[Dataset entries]
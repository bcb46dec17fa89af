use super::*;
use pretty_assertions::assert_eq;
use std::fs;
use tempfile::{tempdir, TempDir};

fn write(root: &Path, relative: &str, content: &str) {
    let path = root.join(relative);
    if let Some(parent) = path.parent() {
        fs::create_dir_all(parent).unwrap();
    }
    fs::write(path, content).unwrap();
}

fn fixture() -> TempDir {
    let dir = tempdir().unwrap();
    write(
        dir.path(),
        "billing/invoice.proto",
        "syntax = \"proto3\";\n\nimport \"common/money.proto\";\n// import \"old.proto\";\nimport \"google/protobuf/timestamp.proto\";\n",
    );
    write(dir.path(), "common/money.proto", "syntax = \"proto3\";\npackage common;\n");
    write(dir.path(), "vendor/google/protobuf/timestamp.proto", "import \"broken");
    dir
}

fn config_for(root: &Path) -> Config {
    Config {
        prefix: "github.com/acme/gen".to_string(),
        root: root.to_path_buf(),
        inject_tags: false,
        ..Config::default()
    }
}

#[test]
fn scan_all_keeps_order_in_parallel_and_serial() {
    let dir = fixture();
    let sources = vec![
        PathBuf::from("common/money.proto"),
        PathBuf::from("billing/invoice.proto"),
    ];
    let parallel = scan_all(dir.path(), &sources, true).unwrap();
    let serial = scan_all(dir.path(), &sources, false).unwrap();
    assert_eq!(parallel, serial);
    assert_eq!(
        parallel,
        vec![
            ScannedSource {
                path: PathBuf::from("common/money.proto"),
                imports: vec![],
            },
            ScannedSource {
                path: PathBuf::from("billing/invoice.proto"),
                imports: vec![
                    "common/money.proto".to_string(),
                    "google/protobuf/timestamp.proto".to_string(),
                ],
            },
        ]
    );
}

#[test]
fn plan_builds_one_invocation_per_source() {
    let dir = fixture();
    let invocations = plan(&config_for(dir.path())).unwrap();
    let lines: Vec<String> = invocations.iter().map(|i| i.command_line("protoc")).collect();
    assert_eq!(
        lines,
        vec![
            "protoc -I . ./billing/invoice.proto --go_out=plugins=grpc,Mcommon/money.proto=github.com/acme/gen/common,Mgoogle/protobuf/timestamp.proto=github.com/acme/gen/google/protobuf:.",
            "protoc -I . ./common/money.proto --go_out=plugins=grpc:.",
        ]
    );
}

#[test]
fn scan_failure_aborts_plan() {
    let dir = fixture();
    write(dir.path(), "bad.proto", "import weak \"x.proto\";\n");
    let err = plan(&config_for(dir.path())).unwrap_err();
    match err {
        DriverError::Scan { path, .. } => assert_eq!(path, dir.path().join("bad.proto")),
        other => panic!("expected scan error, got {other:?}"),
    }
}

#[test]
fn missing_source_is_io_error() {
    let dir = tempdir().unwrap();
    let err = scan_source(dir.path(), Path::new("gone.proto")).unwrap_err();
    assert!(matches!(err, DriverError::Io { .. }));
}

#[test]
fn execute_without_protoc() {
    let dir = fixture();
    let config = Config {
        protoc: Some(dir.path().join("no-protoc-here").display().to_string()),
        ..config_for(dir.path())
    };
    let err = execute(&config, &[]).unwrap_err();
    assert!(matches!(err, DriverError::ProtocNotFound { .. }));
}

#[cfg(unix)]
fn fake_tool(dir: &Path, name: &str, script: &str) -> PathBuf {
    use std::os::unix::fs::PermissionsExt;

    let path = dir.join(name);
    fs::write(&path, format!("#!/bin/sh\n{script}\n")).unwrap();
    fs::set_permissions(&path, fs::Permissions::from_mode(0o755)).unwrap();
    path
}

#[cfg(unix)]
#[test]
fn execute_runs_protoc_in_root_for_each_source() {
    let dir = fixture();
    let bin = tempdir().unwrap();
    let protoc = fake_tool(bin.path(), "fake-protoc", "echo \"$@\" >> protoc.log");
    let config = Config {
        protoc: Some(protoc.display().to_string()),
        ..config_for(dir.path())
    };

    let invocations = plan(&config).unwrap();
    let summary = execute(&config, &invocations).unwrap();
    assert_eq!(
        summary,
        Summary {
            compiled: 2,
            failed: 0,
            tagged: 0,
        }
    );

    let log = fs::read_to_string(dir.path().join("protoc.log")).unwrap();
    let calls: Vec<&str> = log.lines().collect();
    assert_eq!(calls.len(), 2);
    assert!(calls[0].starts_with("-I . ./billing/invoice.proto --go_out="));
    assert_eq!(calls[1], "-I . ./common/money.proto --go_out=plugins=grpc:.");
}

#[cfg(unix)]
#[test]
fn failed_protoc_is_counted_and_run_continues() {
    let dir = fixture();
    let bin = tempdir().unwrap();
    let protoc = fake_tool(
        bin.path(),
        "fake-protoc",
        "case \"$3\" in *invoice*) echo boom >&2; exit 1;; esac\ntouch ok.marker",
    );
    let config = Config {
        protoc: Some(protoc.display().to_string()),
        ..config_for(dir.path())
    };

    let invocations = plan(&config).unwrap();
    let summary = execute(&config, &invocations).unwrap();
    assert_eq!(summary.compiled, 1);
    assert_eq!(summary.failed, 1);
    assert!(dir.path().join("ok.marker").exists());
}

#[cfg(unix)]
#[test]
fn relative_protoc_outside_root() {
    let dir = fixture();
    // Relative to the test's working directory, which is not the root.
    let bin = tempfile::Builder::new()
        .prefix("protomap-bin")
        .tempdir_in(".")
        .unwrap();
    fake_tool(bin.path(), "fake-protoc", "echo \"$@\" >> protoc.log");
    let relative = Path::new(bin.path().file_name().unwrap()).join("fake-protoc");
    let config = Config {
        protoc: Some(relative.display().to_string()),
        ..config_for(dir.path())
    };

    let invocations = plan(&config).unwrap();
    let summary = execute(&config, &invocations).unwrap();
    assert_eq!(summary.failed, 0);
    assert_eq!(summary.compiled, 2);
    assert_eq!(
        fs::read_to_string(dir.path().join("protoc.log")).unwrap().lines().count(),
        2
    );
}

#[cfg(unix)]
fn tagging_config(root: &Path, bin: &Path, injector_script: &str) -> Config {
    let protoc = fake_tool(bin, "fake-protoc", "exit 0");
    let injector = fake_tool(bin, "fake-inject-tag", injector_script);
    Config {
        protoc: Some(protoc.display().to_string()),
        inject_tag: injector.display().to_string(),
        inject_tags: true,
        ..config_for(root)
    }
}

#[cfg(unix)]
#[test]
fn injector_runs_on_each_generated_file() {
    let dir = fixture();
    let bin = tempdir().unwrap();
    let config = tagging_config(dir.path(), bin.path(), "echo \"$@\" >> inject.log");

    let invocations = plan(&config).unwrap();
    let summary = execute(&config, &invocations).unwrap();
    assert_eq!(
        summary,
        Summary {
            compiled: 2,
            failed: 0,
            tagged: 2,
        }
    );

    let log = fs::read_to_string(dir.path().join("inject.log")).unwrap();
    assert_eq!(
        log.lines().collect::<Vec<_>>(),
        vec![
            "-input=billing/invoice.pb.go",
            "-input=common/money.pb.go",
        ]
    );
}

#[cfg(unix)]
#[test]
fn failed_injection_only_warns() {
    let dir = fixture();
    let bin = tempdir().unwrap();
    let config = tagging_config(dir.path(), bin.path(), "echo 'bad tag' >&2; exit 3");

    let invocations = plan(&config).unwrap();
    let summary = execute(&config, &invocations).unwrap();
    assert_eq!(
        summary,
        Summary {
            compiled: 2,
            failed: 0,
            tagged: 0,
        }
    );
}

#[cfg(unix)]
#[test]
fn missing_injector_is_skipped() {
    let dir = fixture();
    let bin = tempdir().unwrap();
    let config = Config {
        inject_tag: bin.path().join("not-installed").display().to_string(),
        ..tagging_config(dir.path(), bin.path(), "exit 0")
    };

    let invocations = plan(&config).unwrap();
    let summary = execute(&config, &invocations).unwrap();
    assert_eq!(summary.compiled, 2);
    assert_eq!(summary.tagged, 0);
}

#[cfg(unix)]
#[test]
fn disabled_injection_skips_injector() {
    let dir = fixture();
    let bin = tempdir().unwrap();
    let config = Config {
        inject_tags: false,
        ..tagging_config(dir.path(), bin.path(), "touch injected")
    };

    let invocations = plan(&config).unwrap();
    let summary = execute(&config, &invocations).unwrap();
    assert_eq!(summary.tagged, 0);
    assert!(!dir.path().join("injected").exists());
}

==

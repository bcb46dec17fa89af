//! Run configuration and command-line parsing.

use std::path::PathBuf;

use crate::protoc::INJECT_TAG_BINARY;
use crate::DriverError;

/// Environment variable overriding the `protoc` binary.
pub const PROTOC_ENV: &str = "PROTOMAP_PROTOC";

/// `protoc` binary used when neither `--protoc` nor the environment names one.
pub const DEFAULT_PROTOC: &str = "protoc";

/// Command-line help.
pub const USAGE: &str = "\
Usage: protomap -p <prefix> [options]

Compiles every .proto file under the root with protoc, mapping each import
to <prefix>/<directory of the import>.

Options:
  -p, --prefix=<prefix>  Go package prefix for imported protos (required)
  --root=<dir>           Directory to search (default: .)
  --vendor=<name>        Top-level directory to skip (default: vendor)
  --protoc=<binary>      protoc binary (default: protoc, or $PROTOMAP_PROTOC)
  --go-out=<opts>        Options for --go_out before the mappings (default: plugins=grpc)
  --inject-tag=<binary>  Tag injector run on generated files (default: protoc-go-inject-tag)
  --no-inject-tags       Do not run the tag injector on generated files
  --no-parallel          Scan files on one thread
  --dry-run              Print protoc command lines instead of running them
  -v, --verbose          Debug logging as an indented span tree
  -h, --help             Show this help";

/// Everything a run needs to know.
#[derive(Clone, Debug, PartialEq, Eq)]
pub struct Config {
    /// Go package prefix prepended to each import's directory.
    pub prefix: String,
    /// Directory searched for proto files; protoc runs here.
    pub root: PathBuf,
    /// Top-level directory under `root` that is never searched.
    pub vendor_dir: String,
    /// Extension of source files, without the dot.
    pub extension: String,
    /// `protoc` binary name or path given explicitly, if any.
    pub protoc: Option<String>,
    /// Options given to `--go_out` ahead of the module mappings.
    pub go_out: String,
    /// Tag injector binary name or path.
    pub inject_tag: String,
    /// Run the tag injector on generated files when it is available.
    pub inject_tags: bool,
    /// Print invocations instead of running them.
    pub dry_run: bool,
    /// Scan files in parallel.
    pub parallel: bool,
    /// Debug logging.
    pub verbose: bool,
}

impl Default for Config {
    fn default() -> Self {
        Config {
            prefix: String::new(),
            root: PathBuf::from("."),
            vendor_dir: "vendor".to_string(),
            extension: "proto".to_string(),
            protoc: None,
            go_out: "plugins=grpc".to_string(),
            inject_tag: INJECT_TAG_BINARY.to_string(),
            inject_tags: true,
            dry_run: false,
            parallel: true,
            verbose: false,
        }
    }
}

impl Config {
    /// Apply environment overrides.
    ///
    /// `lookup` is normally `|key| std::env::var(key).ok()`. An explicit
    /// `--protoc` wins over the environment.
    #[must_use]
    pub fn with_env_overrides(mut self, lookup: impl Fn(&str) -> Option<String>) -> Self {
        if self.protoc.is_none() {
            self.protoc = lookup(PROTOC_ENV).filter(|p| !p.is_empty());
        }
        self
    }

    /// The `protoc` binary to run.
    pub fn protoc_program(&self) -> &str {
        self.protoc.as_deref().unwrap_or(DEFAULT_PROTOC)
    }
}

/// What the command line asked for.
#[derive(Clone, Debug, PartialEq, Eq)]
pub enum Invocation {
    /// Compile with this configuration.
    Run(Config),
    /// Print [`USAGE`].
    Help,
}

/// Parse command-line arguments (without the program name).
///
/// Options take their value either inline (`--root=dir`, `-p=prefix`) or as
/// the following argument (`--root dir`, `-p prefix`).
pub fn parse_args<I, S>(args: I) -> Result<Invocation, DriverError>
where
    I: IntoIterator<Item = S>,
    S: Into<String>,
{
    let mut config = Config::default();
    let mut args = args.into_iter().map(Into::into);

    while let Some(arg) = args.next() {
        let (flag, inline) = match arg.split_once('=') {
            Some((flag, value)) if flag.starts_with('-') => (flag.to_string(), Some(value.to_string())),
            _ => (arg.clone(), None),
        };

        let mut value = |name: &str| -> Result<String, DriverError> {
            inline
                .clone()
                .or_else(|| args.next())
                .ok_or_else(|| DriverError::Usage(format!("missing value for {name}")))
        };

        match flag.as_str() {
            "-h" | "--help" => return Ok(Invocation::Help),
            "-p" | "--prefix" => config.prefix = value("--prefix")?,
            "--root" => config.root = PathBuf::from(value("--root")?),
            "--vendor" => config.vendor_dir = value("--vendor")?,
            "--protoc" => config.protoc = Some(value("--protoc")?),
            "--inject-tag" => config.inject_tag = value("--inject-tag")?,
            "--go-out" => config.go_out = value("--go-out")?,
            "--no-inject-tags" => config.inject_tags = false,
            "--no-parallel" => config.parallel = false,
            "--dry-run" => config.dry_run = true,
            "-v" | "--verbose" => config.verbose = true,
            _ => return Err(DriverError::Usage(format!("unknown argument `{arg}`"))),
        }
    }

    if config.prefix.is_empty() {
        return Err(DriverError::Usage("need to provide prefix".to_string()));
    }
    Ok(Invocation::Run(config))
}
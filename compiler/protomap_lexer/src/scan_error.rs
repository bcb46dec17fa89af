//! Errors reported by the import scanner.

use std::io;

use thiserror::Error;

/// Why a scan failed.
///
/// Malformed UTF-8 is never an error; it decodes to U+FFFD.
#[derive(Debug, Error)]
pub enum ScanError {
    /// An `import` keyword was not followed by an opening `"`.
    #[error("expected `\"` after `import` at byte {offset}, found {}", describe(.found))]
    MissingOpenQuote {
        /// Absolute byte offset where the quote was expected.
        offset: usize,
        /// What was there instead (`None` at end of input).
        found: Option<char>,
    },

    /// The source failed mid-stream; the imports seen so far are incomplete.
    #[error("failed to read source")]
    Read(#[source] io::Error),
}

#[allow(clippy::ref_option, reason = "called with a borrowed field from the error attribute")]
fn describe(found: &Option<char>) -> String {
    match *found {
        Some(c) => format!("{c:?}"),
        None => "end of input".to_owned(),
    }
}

==

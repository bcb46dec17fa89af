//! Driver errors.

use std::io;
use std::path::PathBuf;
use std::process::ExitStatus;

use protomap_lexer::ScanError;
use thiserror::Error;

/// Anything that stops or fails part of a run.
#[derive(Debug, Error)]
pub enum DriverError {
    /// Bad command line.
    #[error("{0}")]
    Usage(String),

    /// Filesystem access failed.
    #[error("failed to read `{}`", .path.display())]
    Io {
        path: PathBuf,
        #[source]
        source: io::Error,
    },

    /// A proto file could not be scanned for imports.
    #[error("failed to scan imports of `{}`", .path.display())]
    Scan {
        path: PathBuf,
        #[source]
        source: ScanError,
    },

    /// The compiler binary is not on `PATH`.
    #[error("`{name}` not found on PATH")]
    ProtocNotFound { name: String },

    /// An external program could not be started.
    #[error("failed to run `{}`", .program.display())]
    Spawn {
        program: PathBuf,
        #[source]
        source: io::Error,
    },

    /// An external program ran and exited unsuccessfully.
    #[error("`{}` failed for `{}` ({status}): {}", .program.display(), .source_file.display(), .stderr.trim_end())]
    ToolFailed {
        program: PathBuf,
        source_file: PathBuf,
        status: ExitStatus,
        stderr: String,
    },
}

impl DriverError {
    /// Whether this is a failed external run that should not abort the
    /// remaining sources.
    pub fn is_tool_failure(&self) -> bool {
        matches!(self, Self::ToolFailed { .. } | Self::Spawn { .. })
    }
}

§ Aim of the exercise
Go through the entries above, and wherever a line holds the word "return", copy that line.

§ Result of the exercise
            "-h" | "--help" => return Ok(Invocation::Help),
            _ => return Err(DriverError::Usage(format!("unknown argument `{arg}`"))),
        return Err(DriverError::Usage("need to provide prefix".to_string()));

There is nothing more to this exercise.